Le solde après aides s'étale : sur le cas type à Mont-d'Origny, le reste à charge d'un ménage très modeste ressort à 6 000 € après aide ANAH et prise en charge de l'accompagnement. Étalé sur quinze ans en éco-prêt à taux zéro, cela représente de l'ordre de 35 € par mois, à comparer aux 1 700 € d'économie annuelle attendue sur la facture d'énergie.
À la réception à Mont-d'Origny, le document déterminant est le constat de décence après travaux. Il conditionne le versement du solde de l'aide, dont le montant maximal atteint 32 000 € pour un ménage très modeste et 18 000 € pour un ménage intermédiaire sur l'assiette de 40 000 € HT.

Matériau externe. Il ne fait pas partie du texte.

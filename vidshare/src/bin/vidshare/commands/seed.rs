use std::path::PathBuf;

use anyhow::{Context, Result};
use clap::Args;
use comfy_table::{Cell, Table};
use serde::Serialize;
use vidshare::{
    Client, EntityId, NewUser, NewVideo, PrefixUploader, Principal, RepoError, User, store::AnyStore,
};

use crate::context::CliContext;
use crate::examples::ExampleGroup;
use crate::output::{GlobalOptions, OutputManager, TableDisplay, themed_table};

pub const EXAMPLES: &[ExampleGroup] = &[ExampleGroup {
    title: "Seed demo data",
    commands: &[
        "vidshare seed                           # 3 creators with 5 videos each",
        "vidshare seed --users 10 --videos 2     # More creators, fewer videos",
        "vidshare --output json seed             # Summary as JSON",
    ],
}];

#[derive(Args)]
pub struct SeedArgs {
    /// Number of creator accounts
    #[arg(long, default_value_t = 3)]
    users: u32,

    /// Videos published per creator
    #[arg(long, default_value_t = 5)]
    videos: u32,

    /// Base URL the fake uploader hands out
    #[arg(long, default_value = "https://cdn.example.invalid/media/")]
    cdn: String,
}

#[derive(Debug, Default, Serialize)]
#[serde(rename_all = "camelCase")]
pub struct SeedSummary {
    pub users: u32,
    pub videos: u32,
    pub subscriptions: u32,
    pub likes: u32,
    #[serde(skip)]
    pub creators: Vec<(String, EntityId)>,
}

impl TableDisplay for SeedSummary {
    fn to_table(&self, options: &GlobalOptions) -> Table {
        let mut table = themed_table(options, &["Users", "Videos", "Subscriptions", "Likes"]);
        table.add_row(vec![
            Cell::new(self.users),
            Cell::new(self.videos),
            Cell::new(self.subscriptions),
            Cell::new(self.likes),
        ]);
        table
    }

    fn to_compact(&self) -> String {
        format!(
            "users={} videos={} subscriptions={} likes={}",
            self.users, self.videos, self.subscriptions, self.likes
        )
    }
}

pub async fn handle_seed(args: SeedArgs, ctx: &CliContext, output: &OutputManager) -> Result<()> {
    output.heading("Seed demo data");
    ctx.warn_if_ephemeral(output);

    let client = ctx.client(output).await?;
    let summary = seed(&client, &args, output).await?;

    output.display(&summary)?;
    for (username, id) in &summary.creators {
        output.bullet(&format!("{username}  {id}"));
    }
    output.success("Seeding complete");
    Ok(())
}

async fn seed(client: &Client<AnyStore>, args: &SeedArgs, output: &OutputManager) -> Result<SeedSummary> {
    let mut summary = SeedSummary::default();
    let mut creators = Vec::new();

    for n in 1..=args.users {
        let user = ensure_user(client, &format!("creator{n}")).await?;
        output.verbose(&format!("user {} ({})", user.username, user.id));
        summary.creators.push((user.username.clone(), user.id.clone()));
        creators.push(Principal::new(user.id));
        summary.users += 1;
    }

    let mut first_videos = Vec::new();
    for (index, creator) in creators.iter().enumerate() {
        output.progress(&format!("Publishing videos for creator{}", index + 1));
        for n in 1..=args.videos {
            let uploader = PrefixUploader::new(&args.cdn)?.with_duration(f64::from(n) * 30.0);
            let video = client
                .publish_video(
                    creator,
                    NewVideo {
                        title: format!("Episode {n} from creator{}", index + 1),
                        description: format!("Demo upload number {n}"),
                        video_file: PathBuf::from(format!("creator{}-ep{n}.mp4", index + 1)),
                        thumbnail: PathBuf::from(format!("creator{}-ep{n}.png", index + 1)),
                    },
                    &uploader,
                )
                .await
                .context("Failed to publish a demo video")?;
            if n == 1 {
                first_videos.push(video.id.clone());
            }
            summary.videos += 1;
        }
        output.clear_line();
    }

    // Each creator follows the next one and likes their first video.
    if creators.len() > 1 {
        for (index, fan) in creators.iter().enumerate() {
            let next = (index + 1) % creators.len();
            let channel = creators[next].as_str();
            if !client.toggle_subscription(fan, channel).await?.active {
                client.toggle_subscription(fan, channel).await?;
            }
            summary.subscriptions += 1;

            if let Some(video) = first_videos.get(next) {
                if !client.toggle_video_like(fan, video.as_str()).await?.active {
                    client.toggle_video_like(fan, video.as_str()).await?;
                }
                summary.likes += 1;
            }
        }
    }

    Ok(summary)
}

/// Register `username`, or reuse the account from an earlier seed.
async fn ensure_user(client: &Client<AnyStore>, username: &str) -> Result<User> {
    let new = NewUser {
        username: username.to_string(),
        full_name: format!("Demo {username}"),
        avatar: None,
    };
    match client.register_user(new).await {
        Ok(user) => Ok(user),
        Err(RepoError::UniqueConstraintViolation { .. }) => client
            .find_user_by_username(username)
            .await?
            .with_context(|| format!("{username} is taken but could not be loaded")),
        Err(err) => Err(err.into()),
    }
}
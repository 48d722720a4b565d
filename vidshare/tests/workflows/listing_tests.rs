use super::support::*;

#[tokio::test]
async fn twenty_five_videos_paged_by_ten() {
    let client = memory_client();
    let owner = register(&client, "pager").await;
    for n in 0..25 {
        insert_video_aged(client.store(), &owner, &format!("video-{n:02}"), n).await;
    }

    let first = client.list_videos(&ListQuery::default().page(1).limit(10)).await.unwrap();
    assert_eq!(first.items.len(), 10);
    assert_eq!(first.total, 25);
    assert_eq!(first.total_pages, 3);

    let third = client.list_videos(&ListQuery::default().page(3).limit(10)).await.unwrap();
    assert_eq!(third.items.len(), 5);
    assert_eq!(third.total, 25);

    let beyond = client.list_videos(&ListQuery::default().page(4).limit(10)).await.unwrap();
    assert!(beyond.items.is_empty());
    assert_eq!(beyond.total, 25);
}

#[tokio::test]
async fn pages_partition_the_collection() {
    for (count, page_size) in [(0_usize, 10_i64), (1, 10), (10, 10), (11, 10), (37, 7), (5, 1)] {
        let client = memory_client();
        let owner = register(&client, "partition").await;
        for n in 0..count {
            insert_video_aged(client.store(), &owner, &format!("v{n}"), n as i64).await;
        }

        let first = client.list_videos(&ListQuery::default().limit(page_size)).await.unwrap();
        assert_eq!(first.total, count as u64);
        assert_eq!(first.total_pages, (count as u64).div_ceil(page_size as u64));

        let mut seen = Vec::new();
        for page in 1..=first.total_pages.max(1) {
            let listed = client
                .list_videos(&ListQuery::default().page(page as i64).limit(page_size))
                .await
                .unwrap();
            seen.extend(listed.items.into_iter().map(|item| item.row.id));
        }
        assert_eq!(seen.len(), count, "count={count} page_size={page_size}");
        seen.sort();
        seen.dedup();
        assert_eq!(seen.len(), count, "pages overlap for count={count}");
    }
}

#[tokio::test]
async fn newest_first_by_default_and_sortable_by_title() {
    let client = memory_client();
    let owner = register(&client, "sorter").await;
    let old = insert_video_aged(client.store(), &owner, "Banana", 30).await;
    let mid = insert_video_aged(client.store(), &owner, "apple", 20).await;
    let new = insert_video_aged(client.store(), &owner, "Cherry", 10).await;

    let page = client.list_videos(&ListQuery::default()).await.unwrap();
    let ids: Vec<_> = page.items.iter().map(|item| item.row.id.clone()).collect();
    assert_eq!(ids, vec![new.id.clone(), mid.id.clone(), old.id.clone()]);

    let page = client.list_videos(&ListQuery::default().sort("title", "asc")).await.unwrap();
    let titles: Vec<_> = page.items.iter().map(|item| item.row.title.as_str()).collect();
    assert_eq!(titles, vec!["apple", "Banana", "Cherry"]);

    let page = client.list_videos(&ListQuery::default().sort("createdAt", "asc")).await.unwrap();
    assert_eq!(page.items[0].row.id, old.id);
}

#[tokio::test]
async fn search_matches_title_or_description_ignoring_case() {
    let client = memory_client();
    let owner = register(&client, "searcher").await;
    publish(&client, &owner, "Rust Ownership").await;
    publish(&client, &owner, "Cooking pasta").await;
    let mut in_description = publish(&client, &owner, "Weekly vlog").await;
    in_description = client
        .store()
        .update_where::<Video>(
            &in_description.id,
            &Guard::none(),
            &Patch::new().assign("description", "learning RUST at home"),
        )
        .await
        .unwrap()
        .unwrap();

    let page = client.list_videos(&ListQuery::default().search("rust")).await.unwrap();
    assert_eq!(page.total, 2);
    let titles: Vec<_> = page.items.iter().map(|item| item.row.title.as_str()).collect();
    assert!(titles.contains(&"Rust Ownership"));
    assert!(titles.contains(&in_description.title.as_str()));
}

#[tokio::test]
async fn user_filter_narrows_to_one_owner() {
    let client = memory_client();
    let alice = register(&client, "alice").await;
    let bob = register(&client, "bob").await;
    publish(&client, &alice, "a1").await;
    publish(&client, &alice, "a2").await;
    publish(&client, &bob, "b1").await;

    let page = client.list_videos(&ListQuery::default().user(alice.as_str())).await.unwrap();
    assert_eq!(page.total, 2);
    assert!(page.items.iter().all(|item| &item.row.owner == alice.id()));

    let err = client.list_videos(&ListQuery::default().user("bogus")).await.unwrap_err();
    assert!(err.is_invalid_argument());
}

#[tokio::test]
async fn limits_are_clamped_and_bad_sorts_rejected() {
    let client = memory_client();
    let page = client.list_videos(&ListQuery::default().limit(500).page(-2)).await.unwrap();
    assert_eq!(page.page_size, 100);
    assert_eq!(page.page, 1);
    assert_eq!(page.total_pages, 0);

    let err = client.list_videos(&ListQuery::default().sort("owner", "asc")).await.unwrap_err();
    assert!(err.is_invalid_argument());
    assert_eq!(err.status_code(), 400);
}

#[tokio::test]
async fn list_query_deserializes_from_camel_case() {
    let query: ListQuery = serde_json::from_value(serde_json::json!({
        "page": 2,
        "limit": 5,
        "query": "cats",
        "sortBy": "views",
        "sortType": "asc",
    }))
    .unwrap();
    assert_eq!(query.sort_by.as_deref(), Some("views"));
    assert_eq!(query.sort_type.as_deref(), Some("asc"));

    let client = memory_client();
    let page = client.list_videos(&query).await.unwrap();
    assert_eq!((page.page, page.page_size), (2, 5));
}
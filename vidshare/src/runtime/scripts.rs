use redis::Script;
use std::sync::LazyLock;

pub const ENTITY_INSERT_SCRIPT_BODY: &str = include_str!("../../lua/entity_insert.lua");
pub const ENTITY_PATCH_SCRIPT_BODY: &str = include_str!("../../lua/entity_patch.lua");
pub const ENTITY_DELETE_SCRIPT_BODY: &str = include_str!("../../lua/entity_delete.lua");

pub static ENTITY_INSERT_SCRIPT: LazyLock<Script> = LazyLock::new(|| Script::new(ENTITY_INSERT_SCRIPT_BODY));
pub static ENTITY_PATCH_SCRIPT: LazyLock<Script> = LazyLock::new(|| Script::new(ENTITY_PATCH_SCRIPT_BODY));
pub static ENTITY_DELETE_SCRIPT: LazyLock<Script> = LazyLock::new(|| Script::new(ENTITY_DELETE_SCRIPT_BODY));
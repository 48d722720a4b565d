#[path = "workflows/listing_tests.rs"]
mod listing_tests;
#[path = "workflows/ownership_tests.rs"]
mod ownership_tests;
#[path = "workflows/playlist_tests.rs"]
mod playlist_tests;
#[path = "workflows/projection_tests.rs"]
mod projection_tests;
#[path = "workflows/support.rs"]
mod support;
#[path = "workflows/toggle_tests.rs"]
mod toggle_tests;
//! Filter conditions shared by every store backend.
//!
//! A [`Filter`] is a conjunction of [`FilterCondition`]s. The memory store
//! evaluates it directly against stored JSON documents; the Redis store renders
//! it as a RediSearch query.

use serde_json::Value;

use crate::search::{TAG_SEPARATOR, escape_for_tag_query, escape_for_text_contains};

#[derive(Debug, Clone, PartialEq)]
pub enum FilterCondition {
    /// Field equals the value exactly.
    Equals { field: String, value: String },
    /// Field equals one of the values. An empty list matches nothing.
    AnyOf { field: String, values: Vec<String> },
    /// Case-insensitive literal substring match.
    Contains { field: String, value: String },
    And(Vec<FilterCondition>),
    Or(Vec<FilterCondition>),
}

impl FilterCondition {
    #[inline]
    pub fn equals(field: impl Into<String>, value: impl Into<String>) -> Self {
        Self::Equals {
            field: field.into(),
            value: value.into(),
        }
    }

    #[inline]
    pub fn any_of<S: Into<String>>(field: impl Into<String>, values: impl IntoIterator<Item = S>) -> Self {
        Self::AnyOf {
            field: field.into(),
            values: values.into_iter().map(Into::into).collect(),
        }
    }

    #[inline]
    pub fn contains(field: impl Into<String>, value: impl Into<String>) -> Self {
        Self::Contains {
            field: field.into(),
            value: value.into(),
        }
    }

    #[inline]
    pub fn and(conditions: impl IntoIterator<Item = FilterCondition>) -> Self {
        Self::And(conditions.into_iter().collect())
    }

    #[inline]
    pub fn or(conditions: impl IntoIterator<Item = FilterCondition>) -> Self {
        Self::Or(conditions.into_iter().collect())
    }

    /// Evaluate against a stored document.
    pub fn matches(&self, document: &Value) -> bool {
        match self {
            Self::Equals { field, value } => field_text(document, field).is_some_and(|actual| actual == *value),
            Self::AnyOf { field, values } => {
                field_text(document, field).is_some_and(|actual| values.iter().any(|v| *v == actual))
            }
            Self::Contains { field, value } => field_text(document, field)
                .is_some_and(|actual| actual.to_lowercase().contains(&value.to_lowercase())),
            Self::And(conditions) => conditions.iter().all(|c| c.matches(document)),
            Self::Or(conditions) => conditions.is_empty() || conditions.iter().any(|c| c.matches(document)),
        }
    }

    /// Render as a RediSearch query clause. Empty composites render as nothing.
    pub fn to_query_clause(&self) -> String {
        match self {
            Self::Equals { field, value } => format!("(@{}:{{{}}})", field, escape_for_tag_query(value)),
            Self::AnyOf { field, values } => {
                let escaped: Vec<String> = values.iter().map(|v| escape_for_tag_query(v)).collect();
                format!("(@{}:{{{}}})", field, escaped.join(TAG_SEPARATOR))
            }
            Self::Contains { field, value } => {
                // TEXT fields are tokenized, so each word becomes its own infix term
                let terms: Vec<String> = value.split_whitespace().map(escape_for_text_contains).collect();
                match terms.len() {
                    0 => String::new(),
                    1 => format!("(@{}:{})", field, terms[0]),
                    _ => format!("(@{}:({}))", field, terms.join(" ")),
                }
            }
            Self::And(conditions) => join_clauses(conditions, " "),
            Self::Or(conditions) => join_clauses(conditions, "|"),
        }
    }

    fn is_unsatisfiable(&self) -> bool {
        match self {
            Self::AnyOf { values, .. } => values.is_empty(),
            Self::And(conditions) => conditions.iter().any(Self::is_unsatisfiable),
            Self::Or(conditions) => !conditions.is_empty() && conditions.iter().all(Self::is_unsatisfiable),
            _ => false,
        }
    }
}

fn join_clauses(conditions: &[FilterCondition], separator: &str) -> String {
    let clauses: Vec<String> = conditions
        .iter()
        .map(FilterCondition::to_query_clause)
        .filter(|s| !s.is_empty())
        .collect();
    match clauses.len() {
        0 => String::new(),
        1 => clauses.into_iter().next().unwrap_or_default(),
        _ => format!("({})", clauses.join(separator)),
    }
}

/// Scalar field rendered as text, the way a TAG index would see it.
fn field_text(document: &Value, field: &str) -> Option<String> {
    match document.get(field)? {
        Value::String(s) => Some(s.clone()),
        Value::Bool(b) => Some(b.to_string()),
        Value::Number(n) => Some(n.to_string()),
        _ => None,
    }
}

/// Conjunction of conditions. The empty filter matches every record.
#[derive(Debug, Clone, Default, PartialEq)]
pub struct Filter {
    conditions: Vec<FilterCondition>,
}

impl Filter {
    pub fn new() -> Self {
        Self::default()
    }

    #[inline]
    pub fn with(mut self, condition: FilterCondition) -> Self {
        self.conditions.push(condition);
        self
    }

    #[inline]
    pub fn with_eq(self, field: impl Into<String>, value: impl Into<String>) -> Self {
        self.with(FilterCondition::equals(field, value))
    }

    pub fn conditions(&self) -> &[FilterCondition] {
        &self.conditions
    }

    pub fn is_empty(&self) -> bool {
        self.conditions.is_empty()
    }

    pub fn matches(&self, document: &Value) -> bool {
        self.conditions.iter().all(|c| c.matches(document))
    }

    /// True when no record can match, e.g. an any-of over zero values.
    /// Stores use this to skip the round trip entirely.
    pub fn is_unsatisfiable(&self) -> bool {
        self.conditions.iter().any(FilterCondition::is_unsatisfiable)
    }

    /// Full RediSearch query string; `*` when there is nothing to filter on.
    pub fn to_query(&self) -> String {
        let clauses: Vec<String> = self
            .conditions
            .iter()
            .map(FilterCondition::to_query_clause)
            .filter(|s| !s.is_empty())
            .collect();
        if clauses.is_empty() {
            "*".to_string()
        } else {
            clauses.join(" ")
        }
    }
}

La part de propriétaires occupants — 72 % à Mont-d'Origny — dessine le volume de projets réellement engageables à court terme sur la remise à niveau d'un logement mis en location, soit environ 251 logements. Le reste du parc suppose un montage locatif, avec ses propres conditions d'éligibilité.
Rapporté au plan de financement, le logement loué représente de l'ordre de 12563 % du montant plafonné retenu à Mont-d'Origny. Un ménage très modeste voit donc ce seul poste couvert à hauteur de 32 000 € par MaPrimeRénov' Parcours accompagné, un ménage intermédiaire à hauteur de 18 000 €.
Structure du parc de Mont-d'Origny : 100 % de maisons individuelles, soit environ 347 logements sur 347 résidences principales. C'est cette proportion qui détermine, pour la remise à niveau d'un logement mis en location, le poids réel de la vacance du logement pendant les travaux lourds dans les projets déposés.
Le taux de TVA n'est pas un détail sur ce type de chantier : à 5,5 %, la remise à niveau d'un logement mis en location facturé 5 025 000 € TTC à Mont-d'Origny supporte 261 967 € de taxe. Une facturation à 20 % par erreur renchérit le projet de plusieurs milliers d'euros et se rattrape mal après coup.
L'écueil le plus coûteux reste un engagement de conventionnement signé sans simuler le manque à gagner locatif. Sa reprise après coup coûte couramment 10 à 20 % du poste, soit 502 500 € à 1 005 000 € sur le chiffrage retenu à Mont-d'Origny — un montant qui n'est jamais couvert une seconde fois par l'aide, déjà consommée.
Dans l'ordonnancement du chantier à Mont-d'Origny, la remise à niveau d'un logement mis en location mobilise un opérateur agréé par l'Anah pendant cinq à neuf mois. Cette durée se cale entre l'audit préalable et la mise en service du générateur : la déplacer en fin de chantier oblige presque toujours à reprendre des interfaces déjà refermées.